- [WORK INSTRUCTIONS] The entries below are to be reproduced in full, exactly as written.

- [GIVEN RECORDS]
*** Block opens ***
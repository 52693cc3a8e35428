use std::time::Instant;

use cafe::{BrowserSession, DeliveryResult, DeliveryTarget, Dispatcher};
use tracing::info;

use super::{Context, finish, message, wait_for_enter};
use crate::cli::SendArgs;
use crate::error::{CliError, Result};

pub async fn run(ctx: &Context, args: SendArgs) -> Result<()> {
	let start = Instant::now();
	// reject bad targets before any browser is launched
	let targets = args
		.targets
		.iter()
		.map(|raw| DeliveryTarget::parse(raw))
		.collect::<std::result::Result<Vec<_>, _>>()?;

	let text = match args.text {
		Some(text) => text,
		None => message::compose(ctx, &args.message).await?,
	};

	let mut session = ctx.chat_session().await?;
	let outcome = deliver(ctx, &mut session, &targets, &text, args.no_pair).await;
	finish(session).await;
	let results = outcome?;

	let failed = results.iter().filter(|result| !result.delivered).count();
	info!(target = "cafe", delivered = results.len() - failed, failed, "dispatch finished");
	ctx.emit("send", start, &results);

	if failed > 0 {
		return Err(CliError::Undelivered {
			failed,
			total: results.len(),
		});
	}
	Ok(())
}

async fn deliver(
	ctx: &Context,
	session: &mut BrowserSession,
	targets: &[DeliveryTarget],
	text: &str,
	no_pair: bool,
) -> Result<Vec<DeliveryResult>> {
	let mut dispatcher = Dispatcher::new(session)
		.with_contract(ctx.chat_contract())
		.with_timings(ctx.config.dispatch_timings());

	dispatcher.open_client().await?;
	if !no_pair {
		wait_for_enter("Scan the QR code in the browser window if asked, then press Enter...").await?;
	}
	Ok(dispatcher.send_all(targets, text).await)
}
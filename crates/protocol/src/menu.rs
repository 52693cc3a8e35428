//! Menu payload produced by `window.getMenuDataForAutomation()`.

use std::fmt;

use serde::{Deserialize, Serialize};

use crate::{Amount, DecodeError, non_blank};

/// A product price, either as the page renders it or as a bare number.
#[derive(Debug, Clone, PartialEq, Serialize, Deserialize)]
#[serde(untagged)]
pub enum Price {
	/// Numeric price (e.g. `2500`).
	Amount(Amount),
	/// Price text as rendered on the product card (e.g. `"$2.500"`).
	Text(String),
}

impl fmt::Display for Price {
	fn fmt(&self, f: &mut fmt::Formatter<'_>) -> fmt::Result {
		match self {
			Price::Amount(amount) => write!(f, "{amount}"),
			Price::Text(text) => f.write_str(text),
		}
	}
}

/// One product card on the menu.
///
/// Extra fields the page includes (`index`, `hasAddButton`) are ignored.
#[derive(Debug, Clone, PartialEq, Serialize, Deserialize)]
pub struct MenuItem {
	/// Product name as shown on the card.
	pub name: String,
	/// Product price.
	pub price: Price,
}

impl MenuItem {
	/// Creates a menu item with a textual price.
	pub fn new(name: impl Into<String>, price: impl Into<String>) -> Self {
		Self {
			name: name.into(),
			price: Price::Text(price.into()),
		}
	}
}

/// Decodes a menu payload, reporting why decoding failed.
pub fn try_decode_menu(text: Option<&str>) -> Result<Vec<MenuItem>, DecodeError> {
	let text = non_blank(text)?;
	Ok(serde_json::from_str(text)?)
}
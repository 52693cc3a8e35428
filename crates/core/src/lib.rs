//! Browser automation for the cafeteria ordering page.
//!
//! A [`BrowserSession`] owns one WebDriver session. [`CafeController`] drives
//! the ordering page through it (open, add to cart, read menu and cart state),
//! and [`Dispatcher`] delivers the rendered menu through the chat web client.
//! All page interaction goes through the [`Driver`] trait, implemented for
//! WebDriver by [`WebDriver`].
//!
//! ```ignore
//! use cafe::{BrowserSession, CafeController, SessionConfig, DEFAULT_PACE};
//!
//! let mut session = BrowserSession::acquire(SessionConfig::cafeteria(true)).await?;
//! let mut cafe = CafeController::new(&mut session);
//! cafe.open("http://localhost:8080").await?;
//! cafe.add_by_name("Tinto", 2, DEFAULT_PACE).await?;
//! let cart = cafe.read_cart().await?;
//! session.release().await?;
//! ```

mod action;
mod bridge;
mod cafe;
mod contract;
mod driver;
mod error;
pub mod mail;
pub mod messaging;
mod select;
pub mod session;
mod wait;
mod webdriver;

pub use action::{ActionExecutor, DEFAULT_PACE, DEFAULT_SCROLL_SETTLE};
pub use bridge::{StateBridge, accessor_script};
pub use cafe::{CafeController, CafeTimings};
pub use cafe_protocol as protocol;
pub use cafe_protocol::{Amount, CartItem, CartSnapshot, DeliveryResult, DeliveryTarget, MenuItem, Price};
pub use contract::{ChatContract, DEFAULT_CHAT_URL, PageContract};
pub use driver::{Driver, Selector};
pub use error::{Error, Result};
pub use mail::{MailConfig, MailReceipt, Mailer, OutgoingMail};
pub use messaging::{DispatchTimings, Dispatcher, MessageTemplate, deep_link};
pub use select::{ProductMatch, first_label_match, label_matches, select_by_index, select_by_name};
pub use session::{BrowserKind, BrowserSession, DEFAULT_WEBDRIVER_URL, SessionConfig};
pub use wait::{Condition, WaitPolicy, Waiter};
pub use webdriver::{WebDriver, WebElement};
*** Block closes ***
- [WRITTEN ANSWER]
repository 52693cc3a8e35428
use std::time::Instant;

use cafe::{BrowserSession, DeliveryResult, DeliveryTarget, Dispatcher};
use tracing::info;

use super::{Context, finish, message, wait_for_enter};
use crate::cli::SendArgs;
use crate::error::{CliError, Result};

pub async fn run(ctx: &Context, args: SendArgs) -> Result<()> {
	let start = Instant::now();
	// reject bad targets before any browser is launched
	let targets = args
		.targets
		.iter()
		.map(|raw| DeliveryTarget::parse(raw))
		.collect::<std::result::Result<Vec<_>, _>>()?;

	let text = match args.text {
		Some(text) => text,
		None => message::compose(ctx, &args.message).await?,
	};

	let mut session = ctx.chat_session().await?;
	let outcome = deliver(ctx, &mut session, &targets, &text, args.no_pair).await;
	finish(session).await;
	let results = outcome?;

	let failed = results.iter().filter(|result| !result.delivered).count();
	info!(target = "cafe", delivered = results.len() - failed, failed, "dispatch finished");
	ctx.emit("send", start, &results);

	if failed > 0 {
		return Err(CliError::Undelivered {
			failed,
			total: results.len(),
		});
	}
	Ok(())
}

async fn deliver(
	ctx: &Context,
	session: &mut BrowserSession,
	targets: &[DeliveryTarget],
	text: &str,
	no_pair: bool,
) -> Result<Vec<DeliveryResult>> {
	let mut dispatcher = Dispatcher::new(session)
		.with_contract(ctx.chat_contract())
		.with_timings(ctx.config.dispatch_timings());

	dispatcher.open_client().await?;
	if !no_pair {
		wait_for_enter("Scan the QR code in the browser window if asked, then press Enter...").await?;
	}
	Ok(dispatcher.send_all(targets, text).await)
}
filename crates/protocol/src/menu.rs
repository 52693cc3a8e35428
//! Menu payload produced by `window.getMenuDataForAutomation()`.

use std::fmt;

use serde::{Deserialize, Serialize};

use crate::{Amount, DecodeError, non_blank};

/// A product price, either as the page renders it or as a bare number.
#[derive(Debug, Clone, PartialEq, Serialize, Deserialize)]
#[serde(untagged)]
pub enum Price {
	/// Numeric price (e.g. `2500`).
	Amount(Amount),
	/// Price text as rendered on the product card (e.g. `"$2.500"`).
	Text(String),
}

impl fmt::Display for Price {
	fn fmt(&self, f: &mut fmt::Formatter<'_>) -> fmt::Result {
		match self {
			Price::Amount(amount) => write!(f, "{amount}"),
			Price::Text(text) => f.write_str(text),
		}
	}
}

/// One product card on the menu.
///
/// Extra fields the page includes (`index`, `hasAddButton`) are ignored.
#[derive(Debug, Clone, PartialEq, Serialize, Deserialize)]
pub struct MenuItem {
	/// Product name as shown on the card.
	pub name: String,
	/// Product price.
	pub price: Price,
}

impl MenuItem {
	/// Creates a menu item with a textual price.
	pub fn new(name: impl Into<String>, price: impl Into<String>) -> Self {
		Self {
			name: name.into(),
			price: Price::Text(price.into()),
		}
	}
}

/// Decodes a menu payload, reporting why decoding failed.
pub fn try_decode_menu(text: Option<&str>) -> Result<Vec<MenuItem>, DecodeError> {
	let text = non_blank(text)?;
	Ok(serde_json::from_str(text)?)
}
repository 52693cc3a8e35428
filename crates/core/src/lib.rs
//! Browser automation for the cafeteria ordering page.
//!
//! A [`BrowserSession`] owns one WebDriver session. [`CafeController`] drives
//! the ordering page through it (open, add to cart, read menu and cart state),
//! and [`Dispatcher`] delivers the rendered menu through the chat web client.
//! All page interaction goes through the [`Driver`] trait, implemented for
//! WebDriver by [`WebDriver`].
//!
//! ```ignore
//! use cafe::{BrowserSession, CafeController, SessionConfig, DEFAULT_PACE};
//!
//! let mut session = BrowserSession::acquire(SessionConfig::cafeteria(true)).await?;
//! let mut cafe = CafeController::new(&mut session);
//! cafe.open("http://localhost:8080").await?;
//! cafe.add_by_name("Tinto", 2, DEFAULT_PACE).await?;
//! let cart = cafe.read_cart().await?;
//! session.release().await?;
//! ```

mod action;
mod bridge;
mod cafe;
mod contract;
mod driver;
mod error;
pub mod mail;
pub mod messaging;
mod select;
pub mod session;
mod wait;
mod webdriver;

pub use action::{ActionExecutor, DEFAULT_PACE, DEFAULT_SCROLL_SETTLE};
pub use bridge::{StateBridge, accessor_script};
pub use cafe::{CafeController, CafeTimings};
pub use cafe_protocol as protocol;
pub use cafe_protocol::{Amount, CartItem, CartSnapshot, DeliveryResult, DeliveryTarget, MenuItem, Price};
pub use contract::{ChatContract, DEFAULT_CHAT_URL, PageContract};
pub use driver::{Driver, Selector};
pub use error::{Error, Result};
pub use mail::{MailConfig, MailReceipt, Mailer, OutgoingMail};
pub use messaging::{DispatchTimings, Dispatcher, MessageTemplate, deep_link};
pub use select::{ProductMatch, first_label_match, label_matches, select_by_index, select_by_name};
pub use session::{BrowserKind, BrowserSession, DEFAULT_WEBDRIVER_URL, SessionConfig};
pub use wait::{Condition, WaitPolicy, Waiter};
pub use webdriver::{WebDriver, WebElement};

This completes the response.